··· LISTED RECORDS ···

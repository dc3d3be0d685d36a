//! NumPy `.npy` codec for the embedding matrix.
//!
//! Reads format versions 1.0 to 3.0 holding a C-ordered 2-D array of 4- or
//! 8-byte floats in either byte order. Writes format 1.0, little-endian f32.

use std::fs;
use std::path::Path;

use super::{EmbeddingMatrix, IndexError, IndexResult};

const MAGIC: &[u8] = b"\x93NUMPY";
const HEADER_ALIGNMENT: usize = 64;

#[derive(Debug, Clone, Copy, PartialEq, Eq)]
enum Dtype {
    F32Le,
    F32Be,
    F64Le,
    F64Be,
}

impl Dtype {
    fn parse(descr: &str) -> IndexResult<Self> {
        match descr {
            "<f4" | "|f4" | "=f4" => Ok(Dtype::F32Le),
            ">f4" => Ok(Dtype::F32Be),
            "<f8" | "|f8" | "=f8" => Ok(Dtype::F64Le),
            ">f8" => Ok(Dtype::F64Be),
            other => Err(format_error(format!("unsupported dtype '{}'", other))),
        }
    }

    fn item_size(self) -> usize {
        match self {
            Dtype::F32Le | Dtype::F32Be => 4,
            Dtype::F64Le | Dtype::F64Be => 8,
        }
    }

    fn decode(self, chunk: &[u8]) -> f32 {
        match self {
            Dtype::F32Le => f32::from_le_bytes([chunk[0], chunk[1], chunk[2], chunk[3]]),
            Dtype::F32Be => f32::from_be_bytes([chunk[0], chunk[1], chunk[2], chunk[3]]),
            Dtype::F64Le => f64::from_le_bytes(eight(chunk)) as f32,
            Dtype::F64Be => f64::from_be_bytes(eight(chunk)) as f32,
        }
    }
}

fn eight(chunk: &[u8]) -> [u8; 8] {
    let mut bytes = [0u8; 8];
    bytes.copy_from_slice(&chunk[..8]);
    bytes
}

fn format_error(msg: impl Into<String>) -> IndexError {
    IndexError::MatrixFormatError(msg.into())
}

/// Read an embedding matrix from an `.npy` file.
pub fn read_matrix(path: &Path) -> IndexResult<EmbeddingMatrix> {
    let bytes = fs::read(path)
        .map_err(|e| IndexError::IoError(format!("{}: {}", path.display(), e)))?;
    decode(&bytes).map_err(|e| match e {
        IndexError::MatrixFormatError(msg) => {
            IndexError::MatrixFormatError(format!("{}: {}", path.display(), msg))
        }
        other => other,
    })
}

/// Write an embedding matrix to an `.npy` file.
pub fn write_matrix(path: &Path, matrix: &EmbeddingMatrix) -> IndexResult<()> {
    fs::write(path, encode(matrix))
        .map_err(|e| IndexError::IoError(format!("{}: {}", path.display(), e)))
}

/// Decode the bytes of an `.npy` file.
pub fn decode(bytes: &[u8]) -> IndexResult<EmbeddingMatrix> {
    if bytes.len() < MAGIC.len() + 2 || &bytes[..MAGIC.len()] != MAGIC {
        return Err(format_error("missing NUMPY magic string"));
    }

    let major = bytes[MAGIC.len()];
    let (header_len, header_start) = match major {
        1 => {
            let at = MAGIC.len() + 2;
            let raw = bytes.get(at..at + 2).ok_or_else(|| format_error("truncated header"))?;
            (u16::from_le_bytes([raw[0], raw[1]]) as usize, at + 2)
        }
        2 | 3 => {
            let at = MAGIC.len() + 2;
            let raw = bytes.get(at..at + 4).ok_or_else(|| format_error("truncated header"))?;
            (u32::from_le_bytes([raw[0], raw[1], raw[2], raw[3]]) as usize, at + 4)
        }
        other => return Err(format_error(format!("unsupported format version {}", other))),
    };

    let header_bytes = bytes
        .get(header_start..header_start + header_len)
        .ok_or_else(|| format_error("truncated header"))?;
    let header = std::str::from_utf8(header_bytes)
        .map_err(|_| format_error("header is not valid text"))?;

    let descr = header_value(header, "descr")?;
    let dtype = Dtype::parse(descr.trim_matches(|c| c == '\'' || c == '"'))?;
    if header_value(header, "fortran_order")? != "False" {
        return Err(format_error("Fortran-ordered arrays are not supported"));
    }
    let (rows, dim) = parse_shape(&header_value(header, "shape")?)?;

    let payload = &bytes[header_start + header_len..];
    let expected = rows
        .checked_mul(dim)
        .and_then(|items| items.checked_mul(dtype.item_size()))
        .ok_or_else(|| format_error("shape overflows"))?;
    if payload.len() != expected {
        return Err(format_error(format!(
            "payload holds {} bytes but shape ({}, {}) needs {}",
            payload.len(),
            rows,
            dim,
            expected
        )));
    }

    let data = payload
        .chunks_exact(dtype.item_size())
        .map(|chunk| dtype.decode(chunk))
        .collect();

    EmbeddingMatrix::new(rows, dim, data)
}

/// Encode a matrix as `.npy` bytes (format 1.0, `<f4`).
pub fn encode(matrix: &EmbeddingMatrix) -> Vec<u8> {
    let dict = format!(
        "{{'descr': '<f4', 'fortran_order': False, 'shape': ({}, {}), }}",
        matrix.rows(),
        matrix.dim()
    );

    // magic + version + u16 length, then the dict, space padding and '\n'
    let preamble = MAGIC.len() + 2 + 2;
    let unpadded = preamble + dict.len() + 1;
    let padding = (HEADER_ALIGNMENT - unpadded % HEADER_ALIGNMENT) % HEADER_ALIGNMENT;
    let header_len = dict.len() + padding + 1;

    let mut out = Vec::with_capacity(preamble + header_len + matrix.as_slice().len() * 4);
    out.extend_from_slice(MAGIC);
    out.extend_from_slice(&[1, 0]);
    out.extend_from_slice(&(header_len as u16).to_le_bytes());
    out.extend_from_slice(dict.as_bytes());
    out.extend(std::iter::repeat(b' ').take(padding));
    out.push(b'\n');
    for value in matrix.as_slice() {
        out.extend_from_slice(&value.to_le_bytes());
    }
    out
}

/// Extract the raw value text for `key` from a header dict literal.
fn header_value(header: &str, key: &str) -> IndexResult<String> {
    let quoted = [format!("'{}'", key), format!("\"{}\"", key)];
    let start = quoted
        .iter()
        .find_map(|k| header.find(k.as_str()).map(|at| at + k.len()))
        .ok_or_else(|| format_error(format!("header has no '{}' entry", key)))?;

    let rest = header[start..].trim_start();
    let rest = rest
        .strip_prefix(':')
        .ok_or_else(|| format_error(format!("malformed '{}' entry", key)))?
        .trim_start();

    let value = if rest.starts_with('(') {
        let end = rest
            .find(')')
            .ok_or_else(|| format_error(format!("unterminated '{}' tuple", key)))?;
        &rest[..=end]
    } else {
        let end = rest.find([',', '}']).unwrap_or(rest.len());
        &rest[..end]
    };
    Ok(value.trim().to_string())
}

fn parse_shape(shape: &str) -> IndexResult<(usize, usize)> {
    let inner = shape
        .strip_prefix('(')
        .and_then(|s| s.strip_suffix(')'))
        .ok_or_else(|| format_error(format!("malformed shape '{}'", shape)))?;

    let dims = inner
        .split(',')
        .map(str::trim)
        .filter(|part| !part.is_empty())
        .map(|part| {
            part.trim_end_matches('L')
                .parse::<usize>()
                .map_err(|_| format_error(format!("malformed shape '{}'", shape)))
        })
        .collect::<IndexResult<Vec<_>>>()?;

    match dims.as_slice() {
        [rows, dim] => Ok((*rows, *dim)),
        [0] => Ok((0, 0)),
        _ => Err(format_error(format!("expected a 2-D array, found shape {}", shape))),
    }
}

#[cfg(test)]
mod tests {
    use super::*;

    fn npy_bytes(version: u8, dict: &str, payload: &[u8]) -> Vec<u8> {
        let mut out = MAGIC.to_vec();
        out.extend_from_slice(&[version, 0]);
        let header = format!("{}\n", dict);
        if version == 1 {
            out.extend_from_slice(&(header.len() as u16).to_le_bytes());
        } else {
            out.extend_from_slice(&(header.len() as u32).to_le_bytes());
        }
        out.extend_from_slice(header.as_bytes());
        out.extend_from_slice(payload);
        out
    }

    fn le_f32(values: &[f32]) -> Vec<u8> {
        values.iter().flat_map(|v| v.to_le_bytes()).collect()
    }

    #[test]
    fn test_decode_numpy_v1_header() {
        let bytes = npy_bytes(
            1,
            "{'descr': '<f4', 'fortran_order': False, 'shape': (2, 3), }",
            &le_f32(&[1.0, 2.0, 3.0, 4.0, 5.0, 6.0]),
        );
        let matrix = decode(&bytes).unwrap();

        assert_eq!(matrix.rows(), 2);
        assert_eq!(matrix.dim(), 3);
        assert_eq!(matrix.row(1), &[4.0, 5.0, 6.0]);
    }

    #[test]
    fn test_decode_v2_big_endian_f8() {
        let payload: Vec<u8> = [0.5f64, -0.25].iter().flat_map(|v| v.to_be_bytes()).collect();
        let bytes = npy_bytes(2, "{'descr': '>f8', 'fortran_order': False, 'shape': (1, 2), }", &payload);
        let matrix = decode(&bytes).unwrap();

        assert_eq!(matrix.row(0), &[0.5, -0.25]);
    }

    #[test]
    fn test_decode_empty_one_dimensional() {
        let bytes = npy_bytes(1, "{'descr': '<f4', 'fortran_order': False, 'shape': (0,), }", &[]);
        let matrix = decode(&bytes).unwrap();
        assert_eq!(matrix.rows(), 0);
    }

    #[test]
    fn test_written_file_reads_back() {
        let matrix = EmbeddingMatrix::new(2, 2, vec![0.1, -3.5, f32::MIN_POSITIVE, 7.0]).unwrap();
        let bytes = encode(&matrix);

        let header_end = bytes.iter().position(|&b| b == b'\n').unwrap() + 1;
        assert_eq!(header_end % HEADER_ALIGNMENT, 0);
        assert_eq!(decode(&bytes).unwrap(), matrix);
    }

    #[test]
    fn test_rejects_bad_magic() {
        assert!(matches!(
            decode(b"NOTNUMPY\x01\x00"),
            Err(IndexError::MatrixFormatError(_))
        ));
    }

    #[test]
    fn test_rejects_fortran_order() {
        let bytes = npy_bytes(
            1,
            "{'descr': '<f4', 'fortran_order': True, 'shape': (1, 1), }",
            &le_f32(&[1.0]),
        );
        assert!(matches!(decode(&bytes), Err(IndexError::MatrixFormatError(_))));
    }

    #[test]
    fn test_rejects_three_dimensional_shape() {
        let bytes = npy_bytes(
            1,
            "{'descr': '<f4', 'fortran_order': False, 'shape': (1, 1, 1), }",
            &le_f32(&[1.0]),
        );
        assert!(matches!(decode(&bytes), Err(IndexError::MatrixFormatError(_))));
    }

    #[test]
    fn test_rejects_truncated_payload() {
        let bytes = npy_bytes(
            1,
            "{'descr': '<f4', 'fortran_order': False, 'shape': (2, 2), }",
            &le_f32(&[1.0, 2.0, 3.0]),
        );
        match decode(&bytes) {
            Err(IndexError::MatrixFormatError(msg)) => assert!(msg.contains("payload")),
            other => panic!("Expected MatrixFormatError, got {:?}", other),
        }
    }

    #[test]
    fn test_rejects_integer_dtype() {
        let bytes = npy_bytes(1, "{'descr': '<i4', 'fortran_order': False, 'shape': (1, 1), }", &[0; 4]);
        assert!(matches!(decode(&bytes), Err(IndexError::MatrixFormatError(_))));
    }
}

···

**WHAT TO WORK ON:** Please, from the entries above, set down exactly the lines from the one containing "out.extend_from_slice(&(header.len() as u32).to_le_bytes());" through the one containing "fn le_f32(values: &[f32])", and only those.

**ANSWER:**
            out.extend_from_slice(&(header.len() as u32).to_le_bytes());
        }
        out.extend_from_slice(header.as_bytes());
        out.extend_from_slice(payload);
        out
    }

    fn le_f32(values: &[f32]) -> Vec<u8> {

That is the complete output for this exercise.